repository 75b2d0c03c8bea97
use std::sync::Arc;

pub trait Logger: Send + Sync {
    fn info(&self, message: &str) -> Result<(), Box<dyn std::error::Error + Send + Sync>>;
    fn error(&self, message: &str) -> Result<(), Box<dyn std::error::Error + Send + Sync>>;
    fn with_namespace(&self, namespace: &str) -> Arc<dyn Logger + Send + Sync>;
}
use serde::Serialize;
use std::fmt;
use std::path::Path;


pub const SUPPORTED_IMAGE_FORMATS: [&str; 5] = ["jpg", "jpeg", "png", "bmp", "gif"];
pub const SUPPORTED_VIDEO_FORMATS: [&str; 4] = ["mp4", "mov", "avi", "mkv"];
pub const MAX_FILE_SIZE_MB: f64 = 200.0;

const BYTES_PER_MB: f64 = 1024.0 * 1024.0;

#[derive(Debug, Clone, Copy, PartialEq, Eq, Serialize)]
pub enum ValidationFailure {
    FileNotFound,
    SizeExceeded,
    UnsupportedFormat,
}

impl fmt::Display for ValidationFailure {
    fn fmt(&self, f: &mut fmt::Formatter<'_>) -> fmt::Result {
        let reason = match self {
            ValidationFailure::FileNotFound => "file not found",
            ValidationFailure::SizeExceeded => "exceeds size limit",
            ValidationFailure::UnsupportedFormat => "unsupported format",
        };
        write!(f, "{}", reason)
    }
}

#[derive(Debug, Clone, PartialEq, Serialize)]
pub struct ValidationResult {
    pub is_valid: bool,
    pub reason: String,
    pub failure: Option<ValidationFailure>,
}

impl ValidationResult {
    pub fn valid() -> Self {
        Self {
            is_valid: true,
            reason: "valid".to_string(),
            failure: None,
        }
    }

    pub fn failed(failure: ValidationFailure) -> Self {
        Self {
            is_valid: false,
            reason: failure.to_string(),
            failure: Some(failure),
        }
    }
}

pub fn is_valid_image(path: &Path) -> bool {
    path.exists() && has_extension(path, &SUPPORTED_IMAGE_FORMATS)
}

pub fn is_valid_video(path: &Path) -> bool {
    path.exists() && has_extension(path, &SUPPORTED_VIDEO_FORMATS)
}

/// False when the file is missing or larger than `max_mb` megabytes.
pub fn is_valid_size(path: &Path, max_mb: f64) -> bool {
    match std::fs::metadata(path) {
        Ok(metadata) => metadata.len() as f64 / BYTES_PER_MB <= max_mb,
        Err(_) => false,
    }
}

pub fn validate_file(path: &Path) -> ValidationResult {
    validate_file_with_limit(path, MAX_FILE_SIZE_MB)
}

/// Checks existence, then size, then format, stopping at the first failure.
pub fn validate_file_with_limit(path: &Path, max_mb: f64) -> ValidationResult {
    if !path.exists() {
        return ValidationResult::failed(ValidationFailure::FileNotFound);
    }

    if !is_valid_size(path, max_mb) {
        return ValidationResult::failed(ValidationFailure::SizeExceeded);
    }

    if is_valid_image(path) || is_valid_video(path) {
        return ValidationResult::valid();
    }

    ValidationResult::failed(ValidationFailure::UnsupportedFormat)
}

fn has_extension(path: &Path, allowed: &[&str]) -> bool {
    path.extension()
        .and_then(|ext| ext.to_str())
        .map(|ext| {
            let ext = ext.to_ascii_lowercase();
            allowed.iter().any(|candidate| *candidate == ext)
        })
        .unwrap_or(false)
}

______________________________

— What to produce —
Give back the data above word for word.

— Answer to the problem —
repository 75b2d0c03c8bea97
use std::sync::Arc;

pub trait Logger: Send + Sync {
    fn info(&self, message: &str) -> Result<(), Box<dyn std::error::Error + Send + Sync>>;
    fn error(&self, message: &str) -> Result<(), Box<dyn std::error::Error + Send + Sync>>;
    fn with_namespace(&self, namespace: &str) -> Arc<dyn Logger + Send + Sync>;
}
use serde::Serialize;
use std::fmt;
use std::path::Path;


pub const SUPPORTED_IMAGE_FORMATS: [&str; 5] = ["jpg", "jpeg", "png", "bmp", "gif"];
pub const SUPPORTED_VIDEO_FORMATS: [&str; 4] = ["mp4", "mov", "avi", "mkv"];
pub const MAX_FILE_SIZE_MB: f64 = 200.0;

const BYTES_PER_MB: f64 = 1024.0 * 1024.0;

#[derive(Debug, Clone, Copy, PartialEq, Eq, Serialize)]
pub enum ValidationFailure {
    FileNotFound,
    SizeExceeded,
    UnsupportedFormat,
}

impl fmt::Display for ValidationFailure {
    fn fmt(&self, f: &mut fmt::Formatter<'_>) -> fmt::Result {
        let reason = match self {
            ValidationFailure::FileNotFound => "file not found",
            ValidationFailure::SizeExceeded => "exceeds size limit",
            ValidationFailure::UnsupportedFormat => "unsupported format",
        };
        write!(f, "{}", reason)
    }
}

#[derive(Debug, Clone, PartialEq, Serialize)]
pub struct ValidationResult {
    pub is_valid: bool,
    pub reason: String,
    pub failure: Option<ValidationFailure>,
}

impl ValidationResult {
    pub fn valid() -> Self {
        Self {
            is_valid: true,
            reason: "valid".to_string(),
            failure: None,
        }
    }

    pub fn failed(failure: ValidationFailure) -> Self {
        Self {
            is_valid: false,
            reason: failure.to_string(),
            failure: Some(failure),
        }
    }
}

pub fn is_valid_image(path: &Path) -> bool {
    path.exists() && has_extension(path, &SUPPORTED_IMAGE_FORMATS)
}

pub fn is_valid_video(path: &Path) -> bool {
    path.exists() && has_extension(path, &SUPPORTED_VIDEO_FORMATS)
}

/// False when the file is missing or larger than `max_mb` megabytes.
pub fn is_valid_size(path: &Path, max_mb: f64) -> bool {
    match std::fs::metadata(path) {
        Ok(metadata) => metadata.len() as f64 / BYTES_PER_MB <= max_mb,
        Err(_) => false,
    }
}

pub fn validate_file(path: &Path) -> ValidationResult {
    validate_file_with_limit(path, MAX_FILE_SIZE_MB)
}

/// Checks existence, then size, then format, stopping at the first failure.
pub fn validate_file_with_limit(path: &Path, max_mb: f64) -> ValidationResult {
    if !path.exists() {
        return ValidationResult::failed(ValidationFailure::FileNotFound);
    }

    if !is_valid_size(path, max_mb) {
        return ValidationResult::failed(ValidationFailure::SizeExceeded);
    }

    if is_valid_image(path) || is_valid_video(path) {
        return ValidationResult::valid();
    }

    ValidationResult::failed(ValidationFailure::UnsupportedFormat)
}

fn has_extension(path: &Path, allowed: &[&str]) -> bool {
    path.extension()
        .and_then(|ext| ext.to_str())
        .map(|ext| {
            let ext = ext.to_ascii_lowercase();
            allowed.iter().any(|candidate| *candidate == ext)
        })
        .unwrap_or(false)
}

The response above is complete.